+++ Data to examine

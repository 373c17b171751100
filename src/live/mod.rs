//! # Live Session Module
//!
//! The conversation side of a call: the wire protocol spoken with the speech
//! service, the transport session carrying it, transcript assembly, and the
//! controller tying those to the audio pipeline.
//!
//! ## Data Flow:
//! ```text
//! microphone ─▶ CapturePump ─▶ TransportLink ─▶ service
//! service ─▶ ServerEvent ─▶ SessionController ─┬▶ PlaybackScheduler
//!                                              └▶ TurnAssembler ─▶ transcript
//! ```

pub mod connector;
pub mod controller;
pub mod protocol;
pub mod transport;
pub mod turns;

pub use connector::WebSocketConnector;
pub use controller::{CallPhase, CallSnapshot, ControllerOptions, SessionController};
pub use protocol::{ServerEvent, SessionSetup, SpeakerRole};
pub use transport::{LiveConnector, Outbound, TransportLink, TransportSession, TransportState, TransportStatus};
pub use turns::{TranscriptLine, TurnAssembler};
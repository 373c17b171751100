//! # PCM Codec
//!
//! Stateless conversions used on both sides of a live call:
//!
//! - **Outbound**: microphone floats in [-1.0, 1.0] → 16-bit little-endian PCM → base64 text
//! - **Inbound**: base64 text → 16-bit little-endian PCM → per-channel floats
//!
//! ## Audio Format:
//! - **Bit Depth**: 16-bit signed PCM
//! - **Byte Order**: Little-endian
//! - **Layout**: Interleaved when more than one channel
//! - **Scale**: one unit of the float range is 32768 integer steps

use crate::error::CallError;
use base64::engine::general_purpose::STANDARD as BASE64;
use base64::Engine;
use byteorder::{ByteOrder, LittleEndian, ReadBytesExt};
use std::io::Cursor;

const PCM_SCALE: f32 = 32768.0;

/// Sample rate and channel count of a PCM stream.
#[derive(Debug, Clone, Copy, PartialEq, Eq)]
pub struct AudioFormat {
    pub sample_rate: u32,
    pub channels: u16,
}

impl AudioFormat {
    pub fn new(sample_rate: u32, channels: u16) -> Self {
        Self {
            sample_rate,
            channels,
        }
    }

    /// 16kHz mono, what the speech service expects from the microphone.
    pub fn capture() -> Self {
        Self::new(16000, 1)
    }

    /// 24kHz mono, what the speech service synthesizes.
    pub fn playback() -> Self {
        Self::new(24000, 1)
    }

    /// MIME type announced alongside outbound audio.
    pub fn mime_type(&self) -> String {
        format!("audio/pcm;rate={}", self.sample_rate)
    }
}

/// Decoded, de-interleaved audio ready for playback.
#[derive(Debug, Clone, PartialEq)]
pub struct DecodedAudio {
    pub sample_rate: u32,
    /// One sample vector per channel, all the same length
    pub channels: Vec<Vec<f32>>,
}

impl DecodedAudio {
    /// Number of sample frames (samples per channel).
    pub fn frames(&self) -> usize {
        self.channels.first().map_or(0, Vec::len)
    }

    pub fn duration_seconds(&self) -> f64 {
        if self.sample_rate == 0 {
            return 0.0;
        }
        self.frames() as f64 / self.sample_rate as f64
    }

    pub fn is_empty(&self) -> bool {
        self.frames() == 0
    }
}

/// Encode float samples as 16-bit little-endian PCM.
///
/// Out-of-range input is clamped, not rejected: 1.0 becomes 32767 and
/// anything below -1.0 becomes -32768, like audio hardware would do.
pub fn encode_frame(samples: &[f32]) -> Vec<u8> {
    let mut bytes = vec![0u8; samples.len() * 2];
    for (out, &sample) in bytes.chunks_exact_mut(2).zip(samples) {
        let scaled = (sample * PCM_SCALE).clamp(-32768.0, 32767.0);
        // `as` truncates toward zero and maps NaN to 0
        LittleEndian::write_i16(out, scaled as i16);
    }
    bytes
}

/// Decode interleaved 16-bit little-endian PCM into per-channel floats.
///
/// ## Errors:
/// `MalformedFrame` when `channels` is zero or the byte length is not a
/// multiple of `2 * channels`.
pub fn decode_frame(bytes: &[u8], sample_rate: u32, channels: u16) -> Result<DecodedAudio, CallError> {
    if channels == 0 {
        return Err(CallError::MalformedFrame("channel count must be at least 1".to_string()));
    }

    let frame_bytes = 2 * channels as usize;
    if bytes.len() % frame_bytes != 0 {
        return Err(CallError::MalformedFrame(format!(
            "{} bytes is not a multiple of {} ({} channel(s) of 16-bit samples)",
            bytes.len(),
            frame_bytes,
            channels
        )));
    }

    let frames = bytes.len() / frame_bytes;
    let mut output = vec![Vec::with_capacity(frames); channels as usize];
    let mut cursor = Cursor::new(bytes);

    for _ in 0..frames {
        for channel in output.iter_mut() {
            let sample = cursor
                .read_i16::<LittleEndian>()
                .map_err(|e| CallError::MalformedFrame(e.to_string()))?;
            channel.push(sample as f32 / PCM_SCALE);
        }
    }

    Ok(DecodedAudio {
        sample_rate,
        channels: output,
    })
}

/// Binary → transport text (standard base64 with padding).
pub fn bytes_to_transport_text(bytes: &[u8]) -> String {
    BASE64.encode(bytes)
}

/// Transport text → binary. Exact inverse of [`bytes_to_transport_text`].
pub fn transport_text_to_bytes(text: &str) -> Result<Vec<u8>, CallError> {
    BASE64
        .decode(text)
        .map_err(|e| CallError::MalformedFrame(format!("invalid base64 payload: {}", e)))
}

/// Decode an inbound audio chunk straight from its transport text.
pub fn decode_transport_audio(text: &str, format: AudioFormat) -> Result<DecodedAudio, CallError> {
    let bytes = transport_text_to_bytes(text)?;
    decode_frame(&bytes, format.sample_rate, format.channels)
}

/// Encode a microphone frame straight to transport text.
pub fn encode_transport_audio(samples: &[f32]) -> String {
    bytes_to_transport_text(&encode_frame(samples))
}

/// Parse a block of 32-bit float little-endian samples, as sent by browsers
/// that forward raw `Float32Array` microphone buffers.
pub fn samples_from_f32_le(bytes: &[u8]) -> Result<Vec<f32>, CallError> {
    if bytes.len() % 4 != 0 {
        return Err(CallError::MalformedFrame(format!(
            "{} bytes is not a whole number of f32 samples",
            bytes.len()
        )));
    }

    let mut samples = vec![0.0f32; bytes.len() / 4];
    Cursor::new(bytes)
        .read_f32_into::<LittleEndian>(&mut samples)
        .map_err(|e| CallError::MalformedFrame(e.to_string()))?;
    Ok(samples)
}

#[cfg(test)]
mod tests {
    use super::*;

    #[test]
    fn test_encode_scales_and_clamps() {
        let bytes = encode_frame(&[0.0, 0.5, -0.5, 1.0, -1.0, 2.0, -3.0]);
        let mut cursor = Cursor::new(bytes);
        let mut values = Vec::new();
        while let Ok(v) = cursor.read_i16::<LittleEndian>() {
            values.push(v);
        }
        assert_eq!(values, vec![0, 16384, -16384, 32767, -32768, 32767, -32768]);
    }

    #[test]
    fn test_round_trip_within_quantization() {
        let samples: Vec<f32> = (0..480).map(|i| (i as f32 * 0.05).sin() * 0.9).collect();
        let decoded = decode_frame(&encode_frame(&samples), 16000, 1).unwrap();

        assert_eq!(decoded.frames(), samples.len());
        for (original, restored) in samples.iter().zip(&decoded.channels[0]) {
            assert!((original - restored).abs() <= 1.0 / PCM_SCALE, "{} vs {}", original, restored);
        }
    }

    #[test]
    fn test_decode_deinterleaves_channels() {
        let interleaved = encode_frame(&[0.25, -0.25, 0.5, -0.5]);
        let decoded = decode_frame(&interleaved, 24000, 2).unwrap();
        assert_eq!(decoded.channels[0], vec![0.25, 0.5]);
        assert_eq!(decoded.channels[1], vec![-0.25, -0.5]);
    }

    #[test]
    fn test_decode_rejects_partial_frames() {
        assert!(matches!(decode_frame(&[0u8; 3], 24000, 1), Err(CallError::MalformedFrame(_))));
        // Even length but not a whole stereo frame
        assert!(matches!(decode_frame(&[0u8; 6], 24000, 2), Err(CallError::MalformedFrame(_))));
        assert!(matches!(decode_frame(&[0u8; 4], 24000, 0), Err(CallError::MalformedFrame(_))));
    }

    #[test]
    fn test_transport_text_is_lossless() {
        let cases: Vec<Vec<u8>> = vec![vec![], vec![0], vec![255, 0, 7], (0..=255).collect()];
        for bytes in cases {
            let text = bytes_to_transport_text(&bytes);
            assert_eq!(transport_text_to_bytes(&text).unwrap(), bytes);
        }
        assert_eq!(bytes_to_transport_text(&[]), "");
    }

    #[test]
    fn test_invalid_transport_text() {
        assert!(matches!(transport_text_to_bytes("not base64!"), Err(CallError::MalformedFrame(_))));
    }

    #[test]
    fn test_duration_at_playback_rate() {
        let samples = vec![0.1f32; 12000];
        let text = encode_transport_audio(&samples);
        let decoded = decode_transport_audio(&text, AudioFormat::playback()).unwrap();
        assert!((decoded.duration_seconds() - 0.5).abs() < 1e-9);
    }

    #[test]
    fn test_f32_block_parsing() {
        let mut bytes = Vec::new();
        for v in [0.5f32, -0.25, 1.0] {
            bytes.extend_from_slice(&v.to_le_bytes());
        }
        assert_eq!(samples_from_f32_le(&bytes).unwrap(), vec![0.5, -0.25, 1.0]);
        assert!(samples_from_f32_le(&bytes[..5]).is_err());
    }

    #[test]
    fn test_mime_type() {
        assert_eq!(AudioFormat::capture().mime_type(), "audio/pcm;rate=16000");
    }
}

++++++

■ Your objective
Write out word for word only the lines from the start of the entries down to the line with "pub mod transport;", please, including both ends.

■ Exercise output
repository 373c17b171751100
filename src/live/mod.rs
//! # Live Session Module
//!
//! The conversation side of a call: the wire protocol spoken with the speech
//! service, the transport session carrying it, transcript assembly, and the
//! controller tying those to the audio pipeline.
//!
//! ## Data Flow:
//! ```text
//! microphone ─▶ CapturePump ─▶ TransportLink ─▶ service
//! service ─▶ ServerEvent ─▶ SessionController ─┬▶ PlaybackScheduler
//!                                              └▶ TurnAssembler ─▶ transcript
//! ```

pub mod connector;
pub mod controller;
pub mod protocol;
pub mod transport;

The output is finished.